- Theatrical film poster
- Directed by: Edward Steichen
- Narrated by: Robert Taylor Charles Boyer (French version only)
- Music by: Alfred Newman
- Production company: United States Navy
- Distributed by: 20th Century Fox
- Release date: December 21, 1944;
- Running time: 61 minutes
- Country: United States
- Language: English
- Box office: $900,000

= The Fighting Lady =

1944 film by Edward Steichen

The full film

The Fighting Lady is a 1944 documentary film (billed as a "newsdrama") directed by Edward Steichen, produced by the U.S. Navy and narrated by Lt. Robert Taylor USNR. It is not to be confused with the 1954 war drama Men of the Fighting Lady, starring Van Johnson.

==Plot==
The plot of the film revolves around the life of seamen on board an anonymous aircraft carrier. Because of war time restrictions, the name of the aircraft carrier was disguised as "the Fighting Lady", although she was later identified as . ("Fighting Lady" was the known moniker of the Yorktown, just as "Lady Lex" was for Lexington, "The Big E" for Enterprise, etc...) A few shots of aircraft landing were filmed aboard the Yorktowns sister ship . During the filming of the movie, Yorktown was commanded by Captain (later Admiral) Joseph J. "Jocko" Clark. An uncredited Harry Morgan provides the voiceover for Clark.

Frequently mentioned is the adage that war is 99% waiting. The first half or so of the film is taken up with examining the mundane details of life on board the aircraft carrier as she sails through the Panama Canal and into the Pacific Ocean, finally seeing action at Marcus Island (attacked for three days from August 31, 1943). The film provides aerial views of a series of airstrikes at Japanese bases in the Pacific theatre.

Following an attack on Kwajalein in early 1944, intelligence reports that an armada of Japanese ships is massing near Truk, a major Japanese logistical base in the Carolines. The Fighting Lady and some of her task force are sent on a "hit and run" mission to neutralize it and return to Marcus, but not to attempt a landing.

Once the ship returns from the massive, two-day Truk raid, it is then sent to the waters off the Marianas and participates in the famous "Marianas Turkey Shoot".

At the very end some of the servicemen who appeared in the film are reintroduced to us, and the narrator informs us that they have died in battle.

==Production==
The film uses Technicolor footage shot by "gun cameras" mounted directly on aircraft guns during combat. This gives a very realistic edge to the film, while the chronological following of the ship and crew mirror the experiences of the seamen who went from green recruits through the rigours of military life, battle, and, for some, death.

In his autobiography Baa Baa Black Sheep, U.S. Marine Corps ace pilot Gregory "Pappy" Boyington claims that the film briefly shows the small pit in which he and five other prisoners of war took cover during the Truk raid. Boyington had been captured by the Japanese and was being transported to a prison camp on the Truk islands when the raid began. Boyington writes that the prisoners, tied and blindfolded, were thrown from their transport plane during a hurried landing, and that one of their Japanese captors saved their lives by throwing them into the pit, where they survived without harm. According to Boyington, the film also shows a crater from a two-thousand pound bomb that landed just fifteen feet from the pit.
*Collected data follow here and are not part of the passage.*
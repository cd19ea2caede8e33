use serde::{Deserialize, Serialize};

pub const AUTH_URI: &str = "https://accounts.google.com/o/oauth2/auth";
pub const TOKEN_URI: &str = "https://oauth2.googleapis.com/token";
pub const AUTH_PROVIDER_CERT_URL: &str = "https://www.googleapis.com/oauth2/v1/certs";
pub const UNIVERSE_DOMAIN: &str = "googleapis.com";

/// Service-account key document, field for field the JSON layout the
/// cloud console exports.
#[derive(Clone, Debug, Serialize, Deserialize)]
pub struct ServiceAccountKey {
    #[serde(rename = "type")]
    pub key_type: String,
    pub project_id: String,
    pub private_key_id: String,
    pub private_key: String,
    pub client_email: String,
    pub client_id: String,
    pub auth_uri: String,
    pub token_uri: String,
    pub auth_provider_x509_cert_url: String,
    pub client_x509_cert_url: String,
    pub universe_domain: String,
}
use axum::{
    extract::{DefaultBodyLimit, Multipart, State},
    http::StatusCode,
    response::{IntoResponse, Response},
    routing::{get, post},
    Json, Router,
};
use std::any::Any;
use std::net::SocketAddr;
use std::sync::Arc;
use tokio::net::TcpListener;
use tokio::sync::RwLock;
use tower_http::catch_panic::CatchPanicLayer;
use tower_http::cors::CorsLayer;
use tower_http::limit::RequestBodyLimitLayer;

use scanlens::common::init_logger_exe;
use scanlens::credentials;
use scanlens::error::ScanError;
use scanlens::scan::scan_image;
use scanlens::vertex::{VertexClient, VertexConfig};
use serde::Serialize;

/// Uploads larger than this are rejected before the handler runs.
const MAX_BODY_BYTES: usize = 25 * 1024 * 1024;

#[tokio::main]
async fn main() {
    dotenvy::dotenv().ok();
    init_logger_exe();

    log::info!("Starting server...");

    let state = AppState::new();

    // Eager first construction so `/` reports readiness immediately; a
    // failure is logged and reported per request, never fatal
    match build_client() {
        Ok(client) => {
            state.store(client).await;
            log::info!("model client ready");
        }
        Err(err) => log::error!("model client not ready at startup: {}", err),
    }

    let app = Router::new()
        .route("/", get(home))
        .route("/scan", post(scan))
        .layer(DefaultBodyLimit::disable())
        .layer(RequestBodyLimitLayer::new(MAX_BODY_BYTES))
        .layer(CatchPanicLayer::custom(handle_panic))
        .layer(CorsLayer::permissive())
        .with_state(state);

    let port = std::env::var("PORT").unwrap_or_else(|_| "5000".to_string());
    let addr = SocketAddr::from(([0, 0, 0, 0], port.parse().unwrap()));

    log::info!("Attempting to bind to port {}", port);

    let listener = TcpListener::bind(addr).await.unwrap();
    log::info!("Successfully bound to http://{}", addr);

    axum::serve(listener, app).await.unwrap();
}

/// Shared handler state: the lazily-built model client. Read-mostly after
/// the first successful construction; a rebuild race is benign.
#[derive(Clone)]
struct AppState {
    client: Arc<RwLock<Option<Arc<VertexClient>>>>,
}

impl AppState {
    fn new() -> Self {
        Self {
            client: Arc::new(RwLock::new(None)),
        }
    }

    async fn store(&self, client: VertexClient) {
        *self.client.write().await = Some(Arc::new(client));
    }

    async fn ready(&self) -> bool {
        self.client.read().await.is_some()
    }

    /// Return the cached handle, attempting at most one construction per
    /// request when it is absent.
    async fn get_or_create(&self) -> Result<Arc<VertexClient>, ScanError> {
        if let Some(client) = self.client.read().await.as_ref() {
            return Ok(client.clone());
        }

        let mut slot = self.client.write().await;
        if let Some(client) = slot.as_ref() {
            return Ok(client.clone());
        }

        let client = Arc::new(build_client()?);
        *slot = Some(client.clone());
        log::info!("model client rebuilt");
        Ok(client)
    }

    /// Drop the cached handle so the next request rebuilds it.
    async fn invalidate(&self) {
        *self.client.write().await = None;
    }
}

fn build_client() -> Result<VertexClient, ScanError> {
    let config = VertexConfig::from_env()
        .ok_or_else(|| ScanError::Configuration("GOOGLE_PROJECT_ID is not set".to_string()))?;
    let key = credentials::assemble_from_env().ok_or_else(|| {
        ScanError::Configuration("service account credentials are missing or incomplete".to_string())
    })?;
    VertexClient::create(config, key).ok_or_else(|| {
        ScanError::ClientUnavailable("failed to construct the model client".to_string())
    })
}

#[derive(Serialize)]
struct StatusResponse {
    status: &'static str,
    mode: &'static str,
    client_ready: bool,
}

#[derive(Serialize)]
struct ScanSuccess {
    success: bool,
    text: String,
}

#[derive(Serialize)]
struct ScanFailure {
    success: bool,
    error: String,
    #[serde(skip_serializing_if = "Option::is_none")]
    details: Option<String>,
}

fn error_response(err: &ScanError) -> (StatusCode, Json<ScanFailure>) {
    let status = match err {
        ScanError::Input(_) => StatusCode::BAD_REQUEST,
        _ => StatusCode::INTERNAL_SERVER_ERROR,
    };
    (
        status,
        Json(ScanFailure {
            success: false,
            error: err.to_string(),
            details: None,
        }),
    )
}

async fn home(State(state): State<AppState>) -> Json<StatusResponse> {
    Json(StatusResponse {
        status: "online",
        mode: "vertex-ai",
        client_ready: state.ready().await,
    })
}

async fn scan(State(state): State<AppState>, mut multipart: Multipart) -> Response {
    let mut image: Option<(Vec<u8>, String)> = None;
    let mut language: Option<String> = None;

    loop {
        let field = match multipart.next_field().await {
            Ok(Some(field)) => field,
            Ok(None) => break,
            Err(e) => {
                return error_response(&ScanError::Input(format!(
                    "malformed multipart body: {}",
                    e
                )))
                .into_response()
            }
        };

        let name = field.name().map(str::to_string);
        match name.as_deref() {
            Some("image") => {
                let mime_type = field.content_type().unwrap_or("image/jpeg").to_string();
                match field.bytes().await {
                    Ok(bytes) => image = Some((bytes.to_vec(), mime_type)),
                    Err(e) => {
                        return error_response(&ScanError::Input(format!(
                            "failed to read image field: {}",
                            e
                        )))
                        .into_response()
                    }
                }
            }
            Some("language") => {
                language = field.text().await.ok();
            }
            _ => {}
        }
    }

    let Some((bytes, mime_type)) = image else {
        return error_response(&ScanError::Input("No image found".to_string())).into_response();
    };

    let client = match state.get_or_create().await {
        Ok(client) => client,
        Err(err) => {
            log::error!("scan rejected: {}", err);
            return error_response(&err).into_response();
        }
    };

    let language = language
        .filter(|l| !l.trim().is_empty())
        .unwrap_or_else(|| client.default_language().to_string());

    match scan_image(&client, &bytes, &mime_type, &language).await {
        Ok(text) => {
            log::info!("extracted {} characters", text.len());
            (StatusCode::OK, Json(ScanSuccess { success: true, text })).into_response()
        }
        Err(err) => {
            log::error!("scan failed: {}", err);
            if err.invalidates_client() {
                state.invalidate().await;
            }
            error_response(&err).into_response()
        }
    }
}

fn handle_panic(err: Box<dyn Any + Send + 'static>) -> Response {
    let detail = err
        .downcast_ref::<String>()
        .map(String::as_str)
        .or_else(|| err.downcast_ref::<&str>().copied())
        .unwrap_or("unknown panic")
        .to_string();

    log::error!("request handler panicked: {}", detail);

    (
        StatusCode::INTERNAL_SERVER_ERROR,
        Json(ScanFailure {
            success: false,
            error: "internal server error".to_string(),
            details: Some(detail),
        }),
    )
        .into_response()
}
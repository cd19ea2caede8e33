use std::borrow::Cow;

use image::codecs::jpeg::JpegEncoder;
use image::DynamicImage;

use crate::error::ScanError;

/// Uploads above this many bytes get downscaled before dispatch.
pub const MAX_RAW_BYTES: usize = 1536 * 1024; // 1.5 MB
/// Longest axis after a downscale.
pub const MAX_DIMENSION: u32 = 1600;
const JPEG_QUALITY: u8 = 85;

/// Bytes ready for upload, tagged with the MIME type they should be
/// declared as. Borrows the original upload on the passthrough path.
#[derive(Debug)]
pub struct PreparedImage<'a> {
    pub bytes: Cow<'a, [u8]>,
    pub mime_type: Cow<'a, str>,
}

/// Pass small uploads through untouched; decode and downscale anything
/// over the size threshold. A decode failure fails the request rather
/// than shipping undecodable bytes upstream.
pub fn prepare_image<'a>(
    bytes: &'a [u8],
    mime_type: &'a str,
) -> Result<PreparedImage<'a>, ScanError> {
    if bytes.len() <= MAX_RAW_BYTES {
        return Ok(PreparedImage {
            bytes: Cow::Borrowed(bytes),
            mime_type: Cow::Borrowed(mime_type),
        });
    }

    let decoded = image::load_from_memory(bytes)
        .map_err(|e| ScanError::Input(format!("failed to decode image: {}", e)))?;

    // JPEG has no alpha channel, so flatten before encoding
    let thumbnail = decoded.thumbnail(MAX_DIMENSION, MAX_DIMENSION).to_rgb8();
    let (width, height) = thumbnail.dimensions();
    let resized = DynamicImage::ImageRgb8(thumbnail);

    let mut encoded = Vec::new();
    let encoder = JpegEncoder::new_with_quality(&mut encoded, JPEG_QUALITY);
    resized
        .write_with_encoder(encoder)
        .map_err(|e| ScanError::Input(format!("failed to re-encode image: {}", e)))?;

    log::debug!(
        "downscaled upload from {} to {} bytes ({}x{})",
        bytes.len(),
        encoded.len(),
        width,
        height
    );

    Ok(PreparedImage {
        bytes: Cow::Owned(encoded),
        mime_type: Cow::Borrowed("image/jpeg"),
    })
}

#[cfg(test)]
mod tests {
    use super::*;
    use image::GenericImageView;

    fn png_bytes(img: &image::RgbImage) -> Vec<u8> {
        let mut out = Vec::new();
        img.write_to(
            &mut std::io::Cursor::new(&mut out),
            image::ImageFormat::Png,
        )
        .expect("PNG encoding should succeed");
        out
    }

    // Incompressible pixels, so the encoded size tracks the pixel count
    fn noise_image(width: u32, height: u32) -> image::RgbImage {
        let mut state = 0x2545F4914F6CDD1Du64;
        image::RgbImage::from_fn(width, height, |_, _| {
            state = state
                .wrapping_mul(6364136223846793005)
                .wrapping_add(1442695040888963407);
            let v = (state >> 33) as u32;
            image::Rgb([(v & 0xFF) as u8, ((v >> 8) & 0xFF) as u8, ((v >> 16) & 0xFF) as u8])
        })
    }

    #[test]
    fn test_small_upload_passes_through_unchanged() {
        let png = png_bytes(&noise_image(32, 32));
        assert!(png.len() <= MAX_RAW_BYTES);

        let prepared = prepare_image(&png, "image/png").expect("passthrough should succeed");
        assert_eq!(prepared.bytes.as_ref(), png.as_slice());
        assert_eq!(prepared.mime_type, "image/png");
        assert!(matches!(prepared.bytes, Cow::Borrowed(_)));
    }

    #[test]
    fn test_oversized_upload_is_downscaled_to_jpeg() {
        let png = png_bytes(&noise_image(1800, 1200));
        assert!(png.len() > MAX_RAW_BYTES, "fixture must exceed the threshold");

        let prepared = prepare_image(&png, "image/png").expect("downscale should succeed");
        assert_eq!(prepared.mime_type, "image/jpeg");
        assert!(prepared.bytes.len() < png.len());

        let roundtrip = image::load_from_memory(&prepared.bytes)
            .expect("output should be a decodable JPEG");
        assert!(roundtrip.width() <= MAX_DIMENSION);
        assert!(roundtrip.height() <= MAX_DIMENSION);
        // Aspect ratio preserved within rounding
        assert_eq!(roundtrip.width(), 1600);
        assert_eq!(roundtrip.height(), 1067);
    }

    #[test]
    fn test_oversized_image_with_alpha_flattens() {
        let mut state = 0x9E3779B97F4A7C15u64;
        let rgba = image::RgbaImage::from_fn(2000, 1400, |_, _| {
            state = state
                .wrapping_mul(6364136223846793005)
                .wrapping_add(1442695040888963407);
            let v = (state >> 33) as u32;
            image::Rgba([(v & 0xFF) as u8, ((v >> 8) & 0xFF) as u8, ((v >> 16) & 0xFF) as u8, 128])
        });
        let mut png = Vec::new();
        rgba.write_to(&mut std::io::Cursor::new(&mut png), image::ImageFormat::Png)
            .unwrap();
        assert!(png.len() > MAX_RAW_BYTES);

        let prepared = prepare_image(&png, "image/png").expect("alpha input should re-encode");
        let roundtrip = image::load_from_memory(&prepared.bytes).unwrap();
        assert_eq!(roundtrip.width(), 1600);
    }

    #[test]
    fn test_oversized_garbage_is_rejected() {
        let garbage = vec![0u8; MAX_RAW_BYTES + 1];
        let err = prepare_image(&garbage, "image/png").unwrap_err();
        assert!(matches!(err, ScanError::Input(_)));
    }

    #[test]
    fn test_threshold_is_inclusive() {
        // Exactly at the limit is still a passthrough, even for bytes that
        // could never decode
        let at_limit = vec![0u8; MAX_RAW_BYTES];
        let prepared = prepare_image(&at_limit, "image/bmp").unwrap();
        assert_eq!(prepared.bytes.len(), MAX_RAW_BYTES);
        assert_eq!(prepared.mime_type, "image/bmp");
    }
}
Due to her fighting heritage, and to honor all carrier sailors and airmen, the Yorktown is on permanent display at Patriots Point in Charleston, SC.

Alfred Newman's musical theme originally appeared in Vigil in the Night and was reused in Hell and High Water and in many 20th Century Fox film trailers.

==Reception and legacy==
The Fighting Lady won the Academy Award for Best Documentary Feature at the 17th Academy Awards. The film was preserved by the Academy Film Archive in 2018.